Er ...Aira, speaking for myself, I can honestly state I wasn't even THINKING of you when I wrote my posts. They are not directed at you or related to you. We're each the star of the movie playing in our own heads, and I was thinking about ME ... not YOU ... as I'm sure you do too.







I see nothing spiteful or inciting about the other posts, either.

The intense emotion you show does let me know that the topic *I* was discussing has a totally different emotional imact on you than on me. I'm NOT here to push buttons or cause pain so I'll bow out of the discussion. Maybe a cup of tea and a computer break would be a good idea ...?


----------



## aira (Jun 16, 2004)

Well, crescentaluna, I was confused beacuse they were in response to my (and others expressing my POV) posts. It certainly seemed to me you were equating our ideas with neglect.

Sorry if I got that wrong.

Quote:


Originally Posted by *crescentaluna*
But if the way you advocate is SPECIFICALLY OPPOSED to a variety of guidance strategies, and in fact you don't reconize at ALL that different children have different needs, or that different mamas need a different strategy than you ... with all due respect, who is showing more arrogance?

Please show me even one occasion where I said anything of the sort... What I did say was that I think calling a kid out for their faults - even "nicely" -embarrasses them and is counterproductive.

---

Quote:


Originally Posted by *loraxc*
My understanding is that if your child were to turn up her nose at a gift or say she didn't like it, or omit a thank-you or other words of gratitude for a gift, you would do nothing, because you believe that your modeling is the only thing needed. Do I have this wrong?

Yeah. I never said I would do nothing. I explicitly said so several times, which is why I questioned if the posts were being read. I said I would not call attention to my child's faults. I said I would step in and give the appropriate response without ever indicating that my child didn't or should have done.

Guys, I'm pretty sick today and I can't quite handle having my words misconstrued so much. If you were actually just talking about the movie in your own heads, then I apologize for misunderstanding your meaning.


----------



## Yooper (Jun 6, 2003)

I think it has been stated over and over that we would not just "do nothing" if our child neglected to thank a gift giver in the way we feel is appropriate.

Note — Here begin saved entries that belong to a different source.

// src/config/validate.rs

use tracing::warn;

use crate::config::model::{ConfigFile, EngineSection, JobEntry, RawConfigFile};
use crate::engine::clamp_max_parallel;
use crate::errors::{BatchError, Result};
use crate::jobs::{Job, ensure_unique_names};

impl TryFrom<RawConfigFile> for ConfigFile {
    type Error = crate::errors::BatchError;

    fn try_from(raw: RawConfigFile) -> std::result::Result<Self, Self::Error> {
        let RawConfigFile {
            mut engine,
            mut scheduler,
            output,
            jobs,
        } = raw;

        validate_engine(&mut engine)?;

        let clamped = clamp_max_parallel(scheduler.max_parallel);
        if clamped != scheduler.max_parallel {
            warn!(
                requested = scheduler.max_parallel,
                clamped, "[scheduler].max_parallel out of range; clamping"
            );
            scheduler.max_parallel = clamped;
        }

        let jobs = jobs
            .into_iter()
            .enumerate()
            .map(|(idx, entry)| job_from_entry(idx, entry))
            .collect::<Result<Vec<_>>>()?;
        ensure_unique_names(&jobs)?;

        Ok(ConfigFile::new_unchecked(engine, scheduler, output, jobs))
    }
}

/// Fail unless the configured executable exists on disk.
///
/// Not part of `TryFrom`, so that configs can be parsed (and dry-run) on
/// machines without the engine installed.
pub fn ensure_executable_exists(engine: &EngineSection) -> Result<()> {
    if engine.executable.is_file() {
        Ok(())
    } else {
        Err(BatchError::ConfigError(format!(
            "engine executable not found: {}",
            engine.executable.display()
        )))
    }
}

fn validate_engine(engine: &mut EngineSection) -> Result<()> {
    if engine.executable.as_os_str().is_empty() {
        return Err(BatchError::ConfigError(
            "[engine].executable must not be empty".to_string(),
        ));
    }
    engine.language = normalise_flag(engine.language.take());
    engine.product = normalise_flag(engine.product.take());
    Ok(())
}

fn normalise_flag(value: Option<String>) -> Option<String> {
    value
        .map(|s| s.trim().to_string())
        .filter(|s| !s.is_empty())
}

fn job_from_entry(idx: usize, entry: JobEntry) -> Result<Job> {
    if entry.input.as_os_str().is_empty() {
        return Err(BatchError::ConfigError(format!(
            "job #{} has an empty `input`",
            idx + 1
        )));
    }
    if entry.script.as_os_str().is_empty() {
        return Err(BatchError::ConfigError(format!(
            "job #{} ({}) has an empty `script`",
            idx + 1,
            entry.input.display()
        )));
    }

    let job = match entry.name.map(|n| n.trim().to_string()) {
        Some(name) if !name.is_empty() => Job::new(entry.input, entry.script, name),
        _ => Job::for_input(entry.input, entry.script),
    };
    Ok(job)
}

What I would do is to thank that person for dd. End of story. I would not "bring it up later". I would not have numerous discussions on manners. I would not punish her. I would not point out her "shortcomings" in front of the gift giver. i would not give a "look" to let her I know I do not approve or make her guess what I expect. I would thank Aunt Sally and move on expecting that one day sooner or later dd will "get it" or not based on what she needs/wants.

Quote:


Originally Posted by *loraxc*

It then follows, for me, if a child for whom it does not work is not given more specific help, that child may find himself in some social and personal difficulties.


I think this sums up this entire arguement. My goal in parenting is not to make dd "work" properly. I do not aim to make her into anything except herself. I am here to help (when asked), model, play, discuss (when asked), meet her needs, etc..... I think she "works" fine the way she is whether she has manners or not. My aim is not the short term goal of having a perfectly polite child. My goal is long term to raise a person that is confident in her abilities to assess a situation and chose her course based on what the situation warrants....not fake gratitude.


----------



## johub (Feb 19, 2005)

Quote:


Originally Posted by *aira*
So then no one can take me up on my request to point out where anyone has advocated neglecting our children's social development??

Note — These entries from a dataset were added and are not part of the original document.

use std::collections::HashMap;
use std::future::Future;
use std::path::PathBuf;
use std::pin::Pin;
use std::sync::{Arc, Mutex};

use dwgbatch::engine::{OutputStream, RuntimeEvent};
use dwgbatch::exec::{LaunchError, Launcher};
use dwgbatch::jobs::Job;
use tokio::sync::mpsc;

/// How a fake launch should fail.
#[derive(Debug, Clone, Copy, PartialEq, Eq)]
pub enum FakeFailure {
    /// Behave like a console-mode pre-flight failure on the script.
    MissingScript,
    /// Behave like the OS refusing to spawn the process.
    Spawn,
}

/// Handle returned by [`FakeLauncher`]; just remembers which job it is.
#[derive(Debug, Clone, PartialEq, Eq)]
pub struct FakeHandle {
    pub job: String,
}

/// A fake launcher that:
/// - records which jobs were launched and which were killed
/// - starts nothing; jobs stay "running" until the test reports their exit
///   through a [`FakeController`] (or the core directly)
/// - can be told to fail specific jobs
pub struct FakeLauncher {
    launched: Arc<Mutex<Vec<String>>>,
    killed: Arc<Mutex<Vec<String>>>,
    failures: HashMap<String, FakeFailure>,
    kill_exit_code: i32,
}

impl FakeLauncher {
    pub fn new() -> Self {
        Self {
            launched: Arc::new(Mutex::new(Vec::new())),
            killed: Arc::new(Mutex::new(Vec::new())),
            failures: HashMap::new(),
            kill_exit_code: 137,
        }
    }

    /// Make launching `job` fail.
    pub fn failing(mut self, job: &str, failure: FakeFailure) -> Self {
        self.failures.insert(job.to_string(), failure);
        self
    }

    /// Exit code reported for killed jobs (default 137).
    pub fn with_kill_exit_code(mut self, code: i32) -> Self {
        self.kill_exit_code = code;
        self
    }

    /// Jobs launched so far, in launch order.
    pub fn launched(&self) -> Vec<String> {
        self.launched.lock().unwrap().clone()
    }

    /// Jobs killed so far, in kill order.
    pub fn killed(&self) -> Vec<String> {
        self.killed.lock().unwrap().clone()
    }

    /// Shared view of the launch log, usable after the launcher has been
    /// moved into a runtime.
    pub fn launched_log(&self) -> Arc<Mutex<Vec<String>>> {
        Arc::clone(&self.launched)
    }

    pub fn killed_log(&self) -> Arc<Mutex<Vec<String>>> {
        Arc::clone(&self.killed)
    }
}

impl Default for FakeLauncher {
    fn default() -> Self {
        Self::new()
    }
}

impl Launcher for FakeLauncher {
    type Handle = FakeHandle;

    fn launch(&mut self, job: &Job) -> Result<FakeHandle, LaunchError> {
        match self.failures.get(job.name()) {
            Some(FakeFailure::MissingScript) => Err(LaunchError::MissingFile {
                what: "Script",
                path: job.script_path.clone(),
            }),
            Some(FakeFailure::Spawn) => Err(LaunchError::Spawn {
                executable: PathBuf::from("fake-engine"),
                source: std::io::Error::new(std::io::ErrorKind::NotFound, "fake spawn failure"),
            }),
            None => {
                self.launched.lock().unwrap().push(job.name().to_string());
                Ok(FakeHandle {
                    job: job.name().to_string(),
                })
            }
        }
    }

    fn kill(&mut self, handle: FakeHandle) -> Pin<Box<dyn Future<Output = i32> + Send + 'static>> {
        self.killed.lock().unwrap().push(handle.job);
        let code = self.kill_exit_code;
        Box::pin(async move { code })
    }
}

/// Plays the part of running processes: reports output and exits for fake
/// jobs back to a scheduler runtime.
#[derive(Debug, Clone)]
pub struct FakeController {
    runtime_tx: mpsc::UnboundedSender<RuntimeEvent>,
}

impl FakeController {
    pub fn new(runtime_tx: mpsc::UnboundedSender<RuntimeEvent>) -> Self {
        Self { runtime_tx }
    }

    pub fn finish(&self, job: &str, exit_code: i32) -> anyhow::Result<()> {
        self.send(RuntimeEvent::JobExited {
            job: job.to_string(),
            exit_code,
        })
    }

    pub fn stdout(&self, job: &str, line: &str) -> anyhow::Result<()> {
        self.output(job, OutputStream::Stdout, line)
    }

    pub fn stderr(&self, job: &str, line: &str) -> anyhow::Result<()> {
        self.output(job, OutputStream::Stderr, line)
    }

    fn output(&self, job: &str, stream: OutputStream, line: &str) -> anyhow::Result<()> {
        self.send(RuntimeEvent::JobOutput {
            job: job.to_string(),
            stream,
            line: line.to_string(),
        })
    }

    fn send(&self, event: RuntimeEvent) -> anyhow::Result<()> {
        self.runtime_tx
            .send(event)
            .map_err(|_| anyhow::anyhow!("scheduler runtime is gone"))
    }
}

Not even _one_ quote you can find??

Thought not.

Try actually _reading_ the posts here. It will be informative.


We're all reading the posts Aria. And while nobody is saying they will purposely neglect their childrens social development.
It is certainly the case that the way one considers teaching social skills appears to other paradigms as neglecting to teach social skills.
That is all.
of course to those who think modeling is 100% sufficient. Then they would obviously not feel that they are neglecting to teach.
But for those of us who think modeling is insufficient, we would think ourselves to be neglecting social skills if we followed that path.
That is all, a matter of interpretation on the effectiveness of the method. And not, shall we say, a misquote of the intentions the parents.


----------



## aira (Jun 16, 2004)

Quote:


Originally Posted by *johub*
It is certainly the case that the way one considers teaching social skills appears to other paradigms as neglecting to teach social skills.
That is all.
of course to those who think modeling is 100% sufficient. Then they would obviously not feel that they are neglecting to teach.
But for those of us who think modeling is insufficient, we would think ourselves to be neglecting social skills if we followed that path.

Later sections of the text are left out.